For-profit employers would be barred from using religious beliefs to deny contraception coverage or other federally mandated health services to their employees under federal legislation introduced in the U.S. House on Wednesday.
The "Protect Women’s Health from Corporate Interference Act" comes in response to the Supreme Court’s recent decision in the Hobby Lobby case.
"By giving employers the power to deny coverage for contraceptives, the Supreme Court rolled back women’s health care rights,” said U.S. Rep. Brad Schneider, a lawmaker who helped introduce the bill. Schneider is also member of the House Pro-Choice Caucus.
"I helped introduce legislation to prohibit for-profit employers from denying women coverage for vital health care services. A woman’s health care decisions should be made between her and her doctor, not dictated by the personal beliefs of her employer,” the congressman added.
The measure introduced today keeps in place the existing exemption for religious employers and accommodation for religious non-profits, according to Schneider's office.
“With this bill, Congress can begin to fix the damage done by the Supreme Court’s decision to allow for-profit corporations to deny their employees birth control coverage. The Supreme Court last week opened the door to a wide range of discrimination and denial of services. This bill would help close the door for denying contraception before more corporations can walk through it," said Cecile Richards, president of the Planned Parenthood Action Fund.

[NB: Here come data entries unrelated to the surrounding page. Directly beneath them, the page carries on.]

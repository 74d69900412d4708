//! TLS termination setup for the client-facing listener.

use std::fs::File;
use std::io::BufReader;
use std::path::Path;
use std::sync::Arc;

use rustls::pki_types::{CertificateDer, PrivateKeyDer};
use rustls::ServerConfig;
use tokio_rustls::TlsAcceptor;
use tracing::info;

use crate::error::SetupError;

fn tls_error(path: &Path, detail: impl Into<String>) -> SetupError {
    SetupError::Tls {
        path: path.to_path_buf(),
        detail: detail.into(),
    }
}

/// Load a PEM certificate chain.
pub fn load_certs(path: &Path) -> Result<Vec<CertificateDer<'static>>, SetupError> {
    let file = File::open(path).map_err(|e| tls_error(path, e.to_string()))?;
    let certs = rustls_pemfile::certs(&mut BufReader::new(file))
        .collect::<Result<Vec<_>, _>>()
        .map_err(|e| tls_error(path, format!("failed to read certificate: {e}")))?;

    if certs.is_empty() {
        return Err(tls_error(path, "no certificate found"));
    }

    Ok(certs)
}

/// Load the first PEM private key (PKCS#8, PKCS#1 or SEC1).
pub fn load_private_key(path: &Path) -> Result<PrivateKeyDer<'static>, SetupError> {
    let file = File::open(path).map_err(|e| tls_error(path, e.to_string()))?;
    rustls_pemfile::private_key(&mut BufReader::new(file))
        .map_err(|e| tls_error(path, format!("failed to read private key: {e}")))?
        .ok_or_else(|| tls_error(path, "no private key found"))
}

/// Build an acceptor from certificate and key files.
///
/// Uses the ring provider with its safe default protocol versions, which
/// means TLS 1.2 and 1.3.
pub fn load_acceptor(cert_path: &Path, key_path: &Path) -> Result<TlsAcceptor, SetupError> {
    let certs = load_certs(cert_path)?;
    let key = load_private_key(key_path)?;

    let config = ServerConfig::builder_with_provider(Arc::new(
        rustls::crypto::ring::default_provider(),
    ))
    .with_safe_default_protocol_versions()
    .map_err(|e| tls_error(cert_path, e.to_string()))?
    .with_no_client_auth()
    .with_single_cert(certs, key)
    .map_err(|e| tls_error(cert_path, e.to_string()))?;

    info!(
        cert = %cert_path.display(),
        key = %key_path.display(),
        "TLS certificate loaded"
    );

    Ok(TlsAcceptor::from(Arc::new(config)))
}
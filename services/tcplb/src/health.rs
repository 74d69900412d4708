//! Periodic TCP health checks for the backend pool.

use std::sync::Arc;
use std::time::Duration;

use tokio::sync::watch;
use tokio::task::JoinHandle;
use tokio::time::{interval_at, Instant, MissedTickBehavior};
use tracing::{info, warn};

use crate::proxy::{connect, ServerPool};

/// Probes every backend on a fixed interval and updates its liveness.
pub struct HealthChecker {
    pool: Arc<ServerPool>,
    interval: Duration,
    timeout: Duration,
}

impl HealthChecker {
    pub fn new(pool: Arc<ServerPool>, interval: Duration, timeout: Duration) -> Self {
        Self {
            pool,
            interval,
            timeout,
        }
    }

    /// Probe every backend once, in pool order.
    ///
    /// A backend is alive if a TCP connection can be opened within the
    /// timeout; the probe connection is closed immediately.
    pub async fn check_servers(&self) {
        let servers = self.pool.list_servers();
        info!(total = servers.len(), "Health check started");

        for backend in &servers {
            match connect(backend.address(), self.timeout).await {
                Ok(stream) => {
                    drop(stream);
                    let was_alive = backend.mark_alive();
                    if !was_alive {
                        info!(backend_addr = %backend.address(), "Backend is now alive");
                    }
                    info!(backend_addr = %backend.address(), alive = true, "Health check result");
                }
                Err(e) => {
                    let was_alive = backend.mark_dead();
                    if was_alive {
                        warn!(backend_addr = %backend.address(), error = %e, "Backend is now dead");
                    }
                    info!(
                        backend_addr = %backend.address(),
                        alive = false,
                        error = %e,
                        "Health check result"
                    );
                }
            }
        }

        info!(
            alive = self.pool.count_alive(),
            total = servers.len(),
            "Health check completed"
        );
    }

    /// Spawn the periodic check loop.
    ///
    /// The first periodic check runs one interval from now; callers run
    /// [`check_servers`](Self::check_servers) themselves before starting so
    /// health data exists before any traffic is forwarded. Checks run one
    /// after another, so a slow sweep delays the next tick rather than
    /// overlapping it.
    pub fn start(self: Arc<Self>, mut shutdown: watch::Receiver<bool>) -> JoinHandle<()> {
        tokio::spawn(async move {
            info!(
                interval_secs = self.interval.as_secs_f64(),
                timeout_secs = self.timeout.as_secs_f64(),
                "Starting health check loop"
            );

            let mut ticker = interval_at(Instant::now() + self.interval, self.interval);
            ticker.set_missed_tick_behavior(MissedTickBehavior::Skip);

            loop {
                if *shutdown.borrow() {
                    break;
                }

                tokio::select! {
                    _ = ticker.tick() => self.check_servers().await,
                    changed = shutdown.changed() => {
                        if changed.is_err() {
                            // Sender gone: nobody can ask us to stop anymore.
                            break;
                        }
                    }
                }
            }

            info!("Health check loop shutting down");
        })
    }
}
//! Round-robin backend selection.

use std::sync::{Arc, Mutex, PoisonError};

use super::backend::{Backend, ServerPool};

/// Cyclic selector over a [`ServerPool`].
///
/// The cursor is global: every caller advances the same position, so load
/// spreads evenly across alive backends no matter how many connections are
/// selecting at once.
#[derive(Debug)]
pub struct RoundRobin {
    pool: Arc<ServerPool>,
    cursor: Mutex<usize>,
}

impl RoundRobin {
    pub fn new(pool: Arc<ServerPool>) -> Self {
        Self {
            pool,
            cursor: Mutex::new(0),
        }
    }

    /// Return the next alive backend, or `None` if a full cycle finds none.
    ///
    /// The cursor advances past every backend examined, including the one
    /// returned. At most `len(pool)` backends are examined per call.
    pub fn next(&self) -> Option<Arc<Backend>> {
        let mut cursor = self.cursor.lock().unwrap_or_else(PoisonError::into_inner);

        let servers = self.pool.list_servers();
        if servers.is_empty() {
            return None;
        }

        // Membership is fixed after startup; the modulo only matters if a
        // server was added after the cursor moved.
        *cursor %= servers.len();
        let start = *cursor;

        loop {
            let candidate = &servers[*cursor];
            *cursor = (*cursor + 1) % servers.len();

            if candidate.is_alive() {
                return Some(Arc::clone(candidate));
            }

            if *cursor == start {
                return None;
            }
        }
    }
}
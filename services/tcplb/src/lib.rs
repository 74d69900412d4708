//! tcplb: an L4 TCP/TLS load balancer.
//!
//! Clients are admitted by IP policy and per-client rate limits, then
//! relayed byte-for-byte to a backend chosen by round-robin over the
//! backends the health checker currently considers alive.

pub mod admission;
pub mod config;
pub mod error;
pub mod health;
pub mod logging;
pub mod proxy;
pub mod server;

pub use admission::{AdmissionPermit, FilterMode, IpFilter, RateLimiter};
pub use config::{Config, LogFormat};
pub use error::{ProxyError, SetupError};
pub use health::HealthChecker;
pub use proxy::{Backend, ForwardStats, ProxyEngine, RoundRobin, ServerPool};
pub use server::{Acceptor, ClientStream, ConnectionTracker, Listener, Supervisor};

"As the nation's leading advocate for women’s reproductive health care, Planned Parenthood Action Fund is committed to making sure women can get the no-copay birth control benefit that we and others fought so hard to pass and protect. No woman should lose access to birth control because her boss doesn't approve of it,” she added.
U.S. Sens. Patty Murray (D-WA) and Mark Udall (D-CO) introduced companion legislation today in the upper chamber as well.